▶ [What is expected]
Return each line of the data below that contains the string "child".

▶ [Stored items]
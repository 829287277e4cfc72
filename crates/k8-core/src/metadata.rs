//! Declarative component metadata.
//!
//! This is the data a component author attaches to a component type: name
//! overrides, the factory to build it with, the child components it hosts,
//! the terminals and signals it exposes, and the interconnects it declares
//! between its own terminals and those of its descendants. The core only
//! ever reads it.

use crate::bus::BusMask;
use serde::{Deserialize, Serialize};

/// Visibility of a terminal to scopes outside its owning component.
#[derive(Debug, Clone, Copy, PartialEq, Eq, Hash, Default, Serialize, Deserialize)]
pub enum Access {
    /// Visible to the owner and its direct parent.
    #[default]
    Internal,
    /// Visible only to the owning component's own declarations.
    Private,
    /// Visible to every ancestor.
    External,
}

impl Access {
    /// Whether a declaration made `depth` levels above the owner may bind
    /// this terminal. Depth 0 is the owner itself.
    pub fn visible_at(self, depth: usize) -> bool {
        match (self, depth) {
            (_, 0) => true,
            (Access::Private, _) => false,
            (Access::Internal, 1) => true,
            (Access::Internal, _) => false,
            (Access::External, _) => true,
        }
    }
}

/// Propagation semantic of an interconnect.
#[derive(Debug, Clone, Copy, PartialEq, Eq, Hash, Serialize, Deserialize)]
pub enum LinkType {
    /// Bidirectional alias of the masked bits.
    Bridge,
    /// Source to target copy at the end of every round the source changed.
    Mirror,
    /// One-time snapshot copy at link time.
    Copy,
}

/// Reference to a factory registered by name in the catalog.
#[derive(Debug, Clone, PartialEq, Eq, Hash, Serialize, Deserialize)]
pub struct FactoryRef(pub String);

/// `Host(name)`: a child component bound under `name`.
#[derive(Debug, Clone, PartialEq, Eq, Serialize, Deserialize)]
pub struct HostDecl {
    pub name: String,
    /// Catalog type name of the hosted component.
    pub component: String,
}

/// A bus terminal of a declared width.
#[derive(Debug, Clone, PartialEq, Eq, Serialize, Deserialize)]
pub struct TerminalDecl {
    pub name: String,
    pub width: u32,
    #[serde(default)]
    pub access: Access,
}

/// `Signal(name, selectBit)`: a single-bit terminal, optionally an alias
/// of one bit of a bus terminal of the same component.
#[derive(Debug, Clone, PartialEq, Eq, Serialize, Deserialize)]
pub struct SignalDecl {
    pub name: String,
    /// Bus terminal this signal selects a bit from. `None` gives the signal
    /// its own storage bit.
    #[serde(default)]
    pub bus: Option<String>,
    #[serde(default)]
    pub select_bit: u32,
    /// `Latched(resetSignal)`.
    #[serde(default)]
    pub latched: Option<String>,
    #[serde(default)]
    pub access: Access,
}

/// `Bind(name, scope)` plus an optional `Select(offset, count)`.
///
/// `scope` is a `/`-separated path of host names relative to the declaring
/// component; `None` binds the declaring component's own terminal.
#[derive(Debug, Clone, PartialEq, Eq, Serialize, Deserialize)]
pub struct TerminalRef {
    #[serde(default)]
    pub scope: Option<String>,
    pub terminal: String,
    #[serde(default)]
    pub select: Option<BusMask>,
}

impl TerminalRef {
    pub fn local(terminal: &str) -> Self {
        Self {
            scope: None,
            terminal: terminal.to_string(),
            select: None,
        }
    }

    pub fn scoped(scope: &str, terminal: &str) -> Self {
        Self {
            scope: Some(scope.to_string()),
            terminal: terminal.to_string(),
            select: None,
        }
    }

    pub fn select(mut self, offset: u32, count: u32) -> Self {
        self.select = Some(BusMask::new(offset, count));
        self
    }

    /// Host names to walk from the declaring component.
    pub fn scope_segments(&self) -> impl Iterator<Item = &str> {
        self.scope
            .as_deref()
            .unwrap_or("")
            .split('/')
            .filter(|s| !s.is_empty())
    }
}

impl std::fmt::Display for TerminalRef {
    fn fmt(&self, f: &mut std::fmt::Formatter<'_>) -> std::fmt::Result {
        match &self.scope {
            Some(scope) => write!(f, "{scope}.{}", self.terminal)?,
            None => write!(f, "{}", self.terminal)?,
        }
        if let Some(mask) = self.select {
            write!(f, "{mask}")?;
        }
        Ok(())
    }
}

/// `Interconnect(name)`: a link between two bound terminals.
#[derive(Debug, Clone, PartialEq, Eq, Serialize, Deserialize)]
pub struct InterconnectDecl {
    pub name: String,
    pub source: TerminalRef,
    pub target: TerminalRef,
    pub link_type: LinkType,
}

/// Component-level metadata. Required for every loadable type.
#[derive(Debug, Clone, Default, PartialEq, Eq, Serialize, Deserialize)]
pub struct ComponentMeta {
    #[serde(default)]
    pub name: Option<String>,
    #[serde(default)]
    pub display_name: Option<String>,
    #[serde(default)]
    pub description: Option<String>,
    #[serde(default)]
    pub factory: Option<FactoryRef>,
    #[serde(default)]
    pub hosts: Vec<HostDecl>,
    #[serde(default)]
    pub terminals: Vec<TerminalDecl>,
    #[serde(default)]
    pub signals: Vec<SignalDecl>,
    #[serde(default)]
    pub interconnects: Vec<InterconnectDecl>,
}

impl ComponentMeta {
    pub fn new() -> Self {
        Self::default()
    }

    pub fn named(mut self, name: &str) -> Self {
        self.name = Some(name.to_string());
        self
    }

    pub fn display_name(mut self, display_name: &str) -> Self {
        self.display_name = Some(display_name.to_string());
        self
    }

    pub fn description(mut self, description: &str) -> Self {
        self.description = Some(description.to_string());
        self
    }

    pub fn factory(mut self, factory: &str) -> Self {
        self.factory = Some(FactoryRef(factory.to_string()));
        self
    }

    pub fn host(mut self, name: &str, component: &str) -> Self {
        self.hosts.push(HostDecl {
            name: name.to_string(),
            component: component.to_string(),
        });
        self
    }

    pub fn terminal(mut self, name: &str, width: u32, access: Access) -> Self {
        self.terminals.push(TerminalDecl {
            name: name.to_string(),
            width,
            access,
        });
        self
    }

    pub fn signal(mut self, decl: SignalDecl) -> Self {
        self.signals.push(decl);
        self
    }

    pub fn interconnect(
        mut self,
        name: &str,
        source: TerminalRef,
        target: TerminalRef,
        link_type: LinkType,
    ) -> Self {
        self.interconnects.push(InterconnectDecl {
            name: name.to_string(),
            source,
            target,
            link_type,
        });
        self
    }
}

impl SignalDecl {
    /// A free-standing signal with its own storage bit.
    pub fn standalone(name: &str, access: Access) -> Self {
        Self {
            name: name.to_string(),
            bus: None,
            select_bit: 0,
            latched: None,
            access,
        }
    }

    /// A signal selecting one bit of a bus terminal.
    pub fn on_bus(name: &str, bus: &str, select_bit: u32, access: Access) -> Self {
        Self {
            name: name.to_string(),
            bus: Some(bus.to_string()),
            select_bit,
            latched: None,
            access,
        }
    }

    pub fn latched(mut self, reset_signal: &str) -> Self {
        self.latched = Some(reset_signal.to_string());
        self
    }
}

#[cfg(test)]
mod tests {
    use super::*;

    #[test]
    fn access_visibility_by_depth() {
        assert!(Access::Private.visible_at(0));
        assert!(!Access::Private.visible_at(1));
        assert!(Access::Internal.visible_at(1));
        assert!(!Access::Internal.visible_at(2));
        assert!(Access::External.visible_at(5));
    }

    #[test]
    fn scope_segments_skip_empty_parts() {
        let r = TerminalRef::scoped("cpu//alu/", "flags");
        let segs: Vec<&str> = r.scope_segments().collect();
        assert_eq!(segs, vec!["cpu", "alu"]);
        assert_eq!(TerminalRef::local("q").scope_segments().count(), 0);
    }

    #[test]
    fn terminal_ref_display() {
        let r = TerminalRef::scoped("ram", "data").select(0, 4);
        assert_eq!(r.to_string(), "ram.data[0..4)");
    }

    #[test]
    fn builder_accumulates_declarations() {
        let meta = ComponentMeta::new()
            .named("board")
            .host("cpu", "Cpu")
            .terminal("data", 8, Access::External)
            .signal(SignalDecl::on_bus("d0", "data", 0, Access::Internal));
        assert_eq!(meta.name.as_deref(), Some("board"));
        assert_eq!(meta.hosts.len(), 1);
        assert_eq!(meta.terminals[0].width, 8);
        assert_eq!(meta.signals[0].bus.as_deref(), Some("data"));
    }
}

▶ [Solution to the exercise]
//! overrides, the factory to build it with, the child components it hosts,
/// `Host(name)`: a child component bound under `name`.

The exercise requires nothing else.